STEVE INSKEEP, HOST:
Now we have a story about one religious group helping another. Yesterday, workers started righting headstones at a Jewish cemetery in St. Louis. As many as 200 were vandalized there over the weekend, an attack that prompted some Muslim activists to help out online.
LINDA SARSOUR: We actually met our goal of $20,000 within three hours. And now we are at over 1,500 donors, majority of whom are from the Muslim community across this country.
INSKEEP: That's Linda Sarsour. She and a fellow activist started the fundraising effort for the cemetery yesterday. The vandalism comes as dozens of Jewish community centers nationwide have received bomb threats since January. Yesterday, President Trump denounced anti-Semitic actions like that. He'd been facing public pressure to do so after turning aside previous questions about it. Sarsour says American Jews have the support of American Muslims.
SARSOUR: This is another way for us to publicly defy the stereotype that Muslims and Jews are not communities that can get along.

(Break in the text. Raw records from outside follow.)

// Path: crates/types/src/lib.rs
#![forbid(unsafe_code)]
#![deny(missing_docs)]

//! # Meridian Kernel Types
//!
//! This crate is the foundational library for the Meridian kernel, containing all core
//! data structures, error types, and configuration objects.
//!
//! ## Architectural Role
//!
//! As the base crate, `meridian-types` has minimal dependencies and is itself a
//! dependency for every other crate in the workspace. This structure prevents
//! circular dependencies and provides a stable, canonical definition for shared
//! types like `Call`, `ChainTransaction`, `AccountId`, and the error enums.

/// The maximum size in bytes of a call's unique identifier.
pub const MAX_UNIQUE_ID_BYTES: usize = 256;

/// A top-level, crate-wide `Result` type alias with a default error type.
pub type Result<T, E = crate::error::CoreError> = std::result::Result<T, E>;

/// Core application-level data structures like `Call`, `ChainTransaction`, and `AccountId`.
pub mod app;
/// The canonical, deterministic binary codec for consensus-critical state.
pub mod codec;
/// Shared configuration structures (e.g., `NodeConfig`, `GenesisConfig`).
pub mod config;
/// A unified set of all error types used across the kernel.
pub mod error;
/// Constants and builders for well-known state keys.
pub mod keys;
/// Configuration structures for the built-in services.
pub mod service_configs;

INSKEEP: Although, she says, more needs to be done.
SARSOUR: It's been a very emotional time for the Muslim community across this country. People are on the edge. They don't know what this administration is capable of. So I think it was kind of like a light in the darkness for us to be able to tell a different story that does not include us being connected to terrorism, which is kind of the story that you always hear about Muslims and Islam.